Stored items
━━━━
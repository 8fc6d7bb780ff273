use serde::{Deserialize, Serialize};
use std::path::PathBuf;

/// Application configuration
#[derive(Debug, Clone, Serialize, Deserialize)]
#[serde(default)]
pub struct Config {
    /// Directory holding persisted habit collections
    pub data_dir: PathBuf,
    /// Account service settings and session state
    pub auth: AuthConfig,
    /// Path the configuration was loaded from, if any
    #[serde(skip)]
    pub config_file: Option<PathBuf>,
}

/// Account service settings and the active session.
#[derive(Debug, Clone, Default, Serialize, Deserialize)]
#[serde(default)]
pub struct AuthConfig {
    /// Base URL of the account service, e.g. https://account.example.com/v1
    pub endpoint: Option<String>,
    /// Project identifier on the account service
    pub project: Option<String>,
    /// User id of the active session
    pub user_id: Option<String>,
    /// Secret of the active session
    #[serde(skip_serializing)]
    pub session: Option<String>,
}

impl AuthConfig {
    /// Whether the account service can be reached at all.
    pub fn is_configured(&self) -> bool {
        self.endpoint.is_some() && self.project.is_some()
    }

    /// Whether a session is stored.
    pub fn is_logged_in(&self) -> bool {
        self.user_id.is_some() && self.session.is_some()
    }
}

impl Default for Config {
    fn default() -> Self {
        let data_dir = dirs::data_local_dir()
            .unwrap_or_else(|| PathBuf::from("."))
            .join("recate");
        Self {
            data_dir,
            auth: AuthConfig::default(),
            config_file: None,
        }
    }
}

impl Config {
    /// Load configuration with priority: env vars > config file > defaults
    pub fn load(config_path: Option<PathBuf>) -> Result<Self, ConfigError> {
        // Start with defaults
        let mut config = Self::default();

        // Try to load from config file
        let path = config_path.unwrap_or_else(Self::default_config_path);
        if path.exists() {
            let contents = std::fs::read_to_string(&path)
                .map_err(|e| ConfigError::ReadError(path.clone(), e))?;
            config = serde_yaml::from_str(&contents)
                .map_err(|e| ConfigError::ParseError(path.clone(), e))?;
            config.config_file = Some(path);
        }

        // Apply environment variable overrides
        if let Ok(data_dir) = std::env::var("RECATE_DATA_DIR") {
            config.data_dir = PathBuf::from(data_dir);
        }
        if let Ok(endpoint) = std::env::var("RECATE_AUTH_ENDPOINT") {
            config.auth.endpoint = Some(endpoint);
        }
        if let Ok(project) = std::env::var("RECATE_AUTH_PROJECT") {
            config.auth.project = Some(project);
        }

        Ok(config)
    }

    /// Default config file path: ~/.config/recate/config.yaml
    pub fn default_config_path() -> PathBuf {
        dirs::config_dir()
            .unwrap_or_else(|| PathBuf::from("."))
            .join("recate")
            .join("config.yaml")
    }
}

#[derive(Debug)]
pub enum ConfigError {
    ReadError(PathBuf, std::io::Error),
    ParseError(PathBuf, serde_yaml::Error),
}

impl std::fmt::Display for ConfigError {
    fn fmt(&self, f: &mut std::fmt::Formatter<'_>) -> std::fmt::Result {
        match self {
            ConfigError::ReadError(path, e) => {
                write!(f, "Failed to read config file '{}': {}", path.display(), e)
            }
            ConfigError::ParseError(path, e) => {
                write!(f, "Failed to parse config file '{}': {}", path.display(), e)
            }
        }
    }
}

impl std::error::Error for ConfigError {}

#[cfg(test)]
mod tests {
    use super::*;
    use std::io::Write;
    use tempfile::tempdir;

    #[test]
    fn test_default_config() {
        let config = Config::default();
        assert!(config.data_dir.ends_with("recate"));
        assert!(config.auth.endpoint.is_none());
        assert!(!config.auth.is_logged_in());
    }

    #[test]
    fn test_load_no_file_uses_defaults() {
        let temp_dir = tempdir().unwrap();
        let config_path = temp_dir.path().join("nonexistent.yaml");

        let config = Config::load(Some(config_path)).unwrap();
        assert!(config.config_file.is_none());
        assert!(config.data_dir.ends_with("recate"));
    }

    #[test]
    fn test_load_from_file() {
        let temp_dir = tempdir().unwrap();
        let config_path = temp_dir.path().join("config.yaml");

        let mut file = std::fs::File::create(&config_path).unwrap();
        writeln!(file, "data_dir: /custom/path/habits").unwrap();
        writeln!(file, "auth:").unwrap();
        writeln!(file, "  endpoint: https://account.example.com/v1").unwrap();
        writeln!(file, "  project: demo").unwrap();

        let config = Config::load(Some(config_path.clone())).unwrap();
        assert_eq!(config.data_dir, PathBuf::from("/custom/path/habits"));
        assert!(config.auth.is_configured());
        assert_eq!(config.config_file, Some(config_path));
    }

    #[test]
    fn test_env_var_overrides_file() {
        let temp_dir = tempdir().unwrap();
        let config_path = temp_dir.path().join("config.yaml");

        let mut file = std::fs::File::create(&config_path).unwrap();
        writeln!(file, "data_dir: /from/file").unwrap();

        // Set env var
        std::env::set_var("RECATE_DATA_DIR", "/from/env");

        let config = Config::load(Some(config_path)).unwrap();
        assert_eq!(config.data_dir, PathBuf::from("/from/env"));

        // Clean up
        std::env::remove_var("RECATE_DATA_DIR");
    }

    #[test]
    fn test_invalid_yaml_error() {
        let temp_dir = tempdir().unwrap();
        let config_path = temp_dir.path().join("config.yaml");

        let mut file = std::fs::File::create(&config_path).unwrap();
        writeln!(file, "invalid: yaml: content: [").unwrap();

        let result = Config::load(Some(config_path));
        assert!(result.is_err());
        let err = result.unwrap_err();
        assert!(err.to_string().contains("Failed to parse config file"));
    }

    #[test]
    fn test_session_secret_is_not_serialized() {
        let mut config = Config::default();
        config.auth.user_id = Some("u1".to_string());
        config.auth.session = Some("top-secret".to_string());

        let json = serde_json::to_string(&config).unwrap();
        assert!(!json.contains("top-secret"));
    }
}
━━━━
• _Directions_: Set down, exactly as they stand above, the lines starting with the line with "#[derive(Debug, Clone, Default, Serialize, Deserialize)]" and going on through the line with "self.user_id.is_some() && self.session.is_some()", and no others.

• _Answer to this problem_:
#[derive(Debug, Clone, Default, Serialize, Deserialize)]
#[serde(default)]
pub struct AuthConfig {
    /// Base URL of the account service, e.g. https://account.example.com/v1
    pub endpoint: Option<String>,
    /// Project identifier on the account service
    pub project: Option<String>,
    /// User id of the active session
    pub user_id: Option<String>,
    /// Secret of the active session
    #[serde(skip_serializing)]
    pub session: Option<String>,
}

impl AuthConfig {
    /// Whether the account service can be reached at all.
    pub fn is_configured(&self) -> bool {
        self.endpoint.is_some() && self.project.is_some()
    }

    /// Whether a session is stored.
    pub fn is_logged_in(&self) -> bool {
        self.user_id.is_some() && self.session.is_some()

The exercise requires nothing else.